The Court: And I would overrule that and give you an exception.

(State trial transcript at 58-59), and during the prosecution's closing argument in rebuttal:

[Mr. Thompson:] I submit to you, under the law and the evidence, that we are in a little different position today than we were when we first started this trial and it was your duty at that time, under the law of this land, as you were being selected as jurors, to actively in your minds presume that man over there not to be guilty of the offense of rape in the first degree, but, you know, things have changed since that time. I submit to you at this time, under the law and under the evidence, that that presumption has been removed, that that presumption no longer exists, that that presumption has been removed by evidence and he is standing before you now guilty. That presumption is not there any more.
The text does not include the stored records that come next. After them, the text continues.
// ---------------------------------------------------------------------------
// Fill, blit, blend and resize over packed RGBA8 buffers with SIMD dispatch.
//
// Architecture: #[rite] row functions contain the SIMD loops.
// #[arcane] wrappers walk the rows of one operation and are the dispatch
// targets: incant! for automatic selection, on_backend! for an explicit
// Backend.
// ---------------------------------------------------------------------------

use alloc::vec::Vec;

use archmage::incant;
use archmage::prelude::*;

use crate::composite::{self, CompositeMode};
use crate::geometry::Clip;
use crate::{Backend, PixelError, image_len};

mod scalar;
use scalar::*;

#[cfg(target_arch = "x86_64")]
mod avx2;
#[cfg(target_arch = "x86_64")]
use avx2::*;

#[cfg(target_arch = "aarch64")]
mod neon;
#[cfg(target_arch = "aarch64")]
use neon::*;


// ===========================================================================
// Explicit-backend dispatch
// ===========================================================================

/// Run `<func>_scalar`, `<func>_v3` or `<func>_arm_v2` for `$backend`,
/// summoning the matching token. Evaluates to `Result<(), PixelError>`.
macro_rules! on_backend {
    ($backend:expr, $func:ident($($arg:expr),* $(,)?)) => {
        paste::paste! {
            match $backend {
                Backend::Scalar => {
                    [<$func _scalar>](ScalarToken, $($arg),*);
                    Ok(())
                }
                #[cfg(target_arch = "x86_64")]
                Backend::WideX86 => match <archmage::X64V3Token as archmage::SimdToken>::summon() {
                    Some(token) => {
                        [<$func _v3>](token, $($arg),*);
                        Ok(())
                    }
                    None => Err(PixelError::UnsupportedBackend(Backend::WideX86)),
                },
                #[cfg(target_arch = "aarch64")]
                Backend::WideArm => match <archmage::Arm64V2Token as archmage::SimdToken>::summon() {
                    Some(token) => {
                        [<$func _arm_v2>](token, $($arg),*);
                        Ok(())
                    }
                    None => Err(PixelError::UnsupportedBackend(Backend::WideArm)),
                },
                #[allow(unreachable_patterns)]
                other => Err(PixelError::UnsupportedBackend(other)),
            }
        }
    };
}

/// Refuse a backend the running CPU cannot execute.
#[inline]
pub(crate) fn require(backend: Backend) -> Result<(), PixelError> {
    if backend.is_supported() {
        Ok(())
    } else {
        log::warn!("rgbablit: refusing to run on unsupported {backend} backend");
        Err(PixelError::UnsupportedBackend(backend))
    }
}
Mr. McCarthy: I object to that, Judge.

The Court: Overruled.

Mr. McCarthy: Ask that the jury be admonished and move for a mistrial.

The Court: Overruled.

Mr. McCarthy: Exception.

(State trial transcript at 321).

The district court did not hold, and the state has not maintained, that these remarks were proper. 2 Instead, the district court relied upon a fundamental fairness analysis to conclude that in light of the surrounding circumstances and especially the strength of the prosecution's case, the impropriety involved was not of constitutional magnitude and, therefore did not warrant the vacation of petitioner's conviction:

Improper prosecutorial argument will not warrant federal habeas relief unless the conduct complained of "made [petitioner's] trial so fundamentally unfair as to deny him due process." Donnelly v. DeChristoforo, 416 U.S. 637, 645, 94 S.Ct. 1868, 1872, 40 L.Ed.2d 431, 438 (1974). A review of the trial transcripts shows that the evidence against petitioner was overwhelming. In light of the entire proceedings it is clear that the prosecutor's comments in no way rendered petitioner's trial unconstitutional.

Magistrate's recommendation of December 11, 1986, at 3-4, adopted by order of the district court entered December 30, 1988.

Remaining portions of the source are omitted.